Scientists started to carry out impact studies, and they started to look at feedback cycles. These are loaded concepts: impact – showing the damaging effect of temperature rise on ecosystems – and feedback – the inbuilt instabilities that could lead to ‘runaway’ change. Nature was viewed as fragile, interconnected, and liable to spin away dramatically beyond our control. In 2005, one Russian scientist predicted an ‘ecological landslide that is probably irreversible and is undoubtedly connected to climactic warming.’ It is these studies, then, that form the references at the back of Lynas’ book, and which provide the basis for his claims of the meltdown that will occur at two degrees.

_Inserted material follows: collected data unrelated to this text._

//! Server configuration from CLI flags and environment.

use clap::Parser;
use std::path::PathBuf;

use crate::report::TelemetryInputs;

#[derive(Debug, Parser)]
#[command(name = "soc-server", about = "SOC platform API server")]
pub struct ServerConfig {
    /// Address to bind the HTTP API on.
    #[arg(long, default_value = "127.0.0.1:3400")]
    pub bind: String,

    /// SQLite database path.
    #[arg(long, default_value = "soc.db")]
    pub db_path: PathBuf,

    /// Directory for rotated log files.
    #[arg(long, default_value = "logs")]
    pub log_dir: PathBuf,

    /// Completion API endpoint.
    #[arg(long, default_value = "https://api.anthropic.com/v1/messages")]
    pub completion_url: String,

    /// Completion API key. Empty disables the remote call, so every
    /// chat reply comes from the local fallback.
    #[arg(long, env = "SOC_COMPLETION_API_KEY", default_value = "")]
    pub completion_api_key: String,

    /// Completion model identifier.
    #[arg(long, default_value = "claude-sonnet-4-5-20250929")]
    pub completion_model: String,

    /// Mean alert response time, from the ops telemetry pipeline.
    #[arg(long, default_value_t = 0.0)]
    pub avg_response_time_ms: f64,

    /// Measured platform uptime percentage for the reporting period.
    #[arg(long, default_value_t = 0.0)]
    pub system_uptime_pct: f64,
}

impl ServerConfig {
    pub fn telemetry(&self) -> TelemetryInputs {
        TelemetryInputs {
            avg_response_time_ms: self.avg_response_time_ms,
            system_uptime_pct: self.system_uptime_pct,
        }
    }
}

#[cfg(test)]
mod tests {
    use super::*;

    #[test]
    fn defaults_parse() {
        let config = ServerConfig::parse_from(["soc-server"]);
        assert_eq!(config.bind, "127.0.0.1:3400");
        assert_eq!(config.telemetry(), TelemetryInputs::default());
    }

    #[test]
    fn telemetry_flags_flow_through() {
        let config = ServerConfig::parse_from([
            "soc-server",
            "--avg-response-time-ms",
            "340",
            "--system-uptime-pct",
            "99.95",
        ]);
        let telemetry = config.telemetry();
        assert_eq!(telemetry.avg_response_time_ms, 340.0);
        assert_eq!(telemetry.system_uptime_pct, 99.95);
    }
}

You don’t have to be Thomas Kuhn to read the (mixed) metaphors here. We’re hitting the ‘ecological buffers’, says Lynas, ‘fiddling with the earth’s thermostat’. Once feedback starts, ‘the accelerator will be jammed, and there will be nothing we can do to cut the speed of climate change’. ‘[N]o one can say for sure where this tipping point might lie, but it stands to reason that the harder we push the climate, the closer we are likely to get to the edge of this particular cliff.’ Just as in the 1980s asteroid theories felt ‘right’ because of the images scientists carried in their consciousnesses, so now, too, the political climate colours models of nature. We can see how social anxieties – a fear of change, a sense of the fragility of things – guide the questions that scientists ask, and the kinds of theories that ring true.
That doesn’t mean, of course, that these theories are incorrect. Every theory of nature to some extent draws its metaphors from the society of the time. In Darwin’s theories of natural selection we see something of the individualistic market society of the nineteenth century, with individual organisms fighting it out and the ‘fittest’ surviving. In the early twentieth century, when political opinion shifted away from competition and towards social reform, biologists started to focus on the cooperative relationships between organisms, founding the science of ecology and posing theories of selection ‘for the good of the species’. Science must draw its models from society, because after all scientists are human beings not machines; science is a model of nature reconstructed in our heads. This is not a source of inaccuracy, but the essence of intellectual enterprise: nature cannot be accessed ‘in the raw’ but always must be described with words and reconstituted in thought.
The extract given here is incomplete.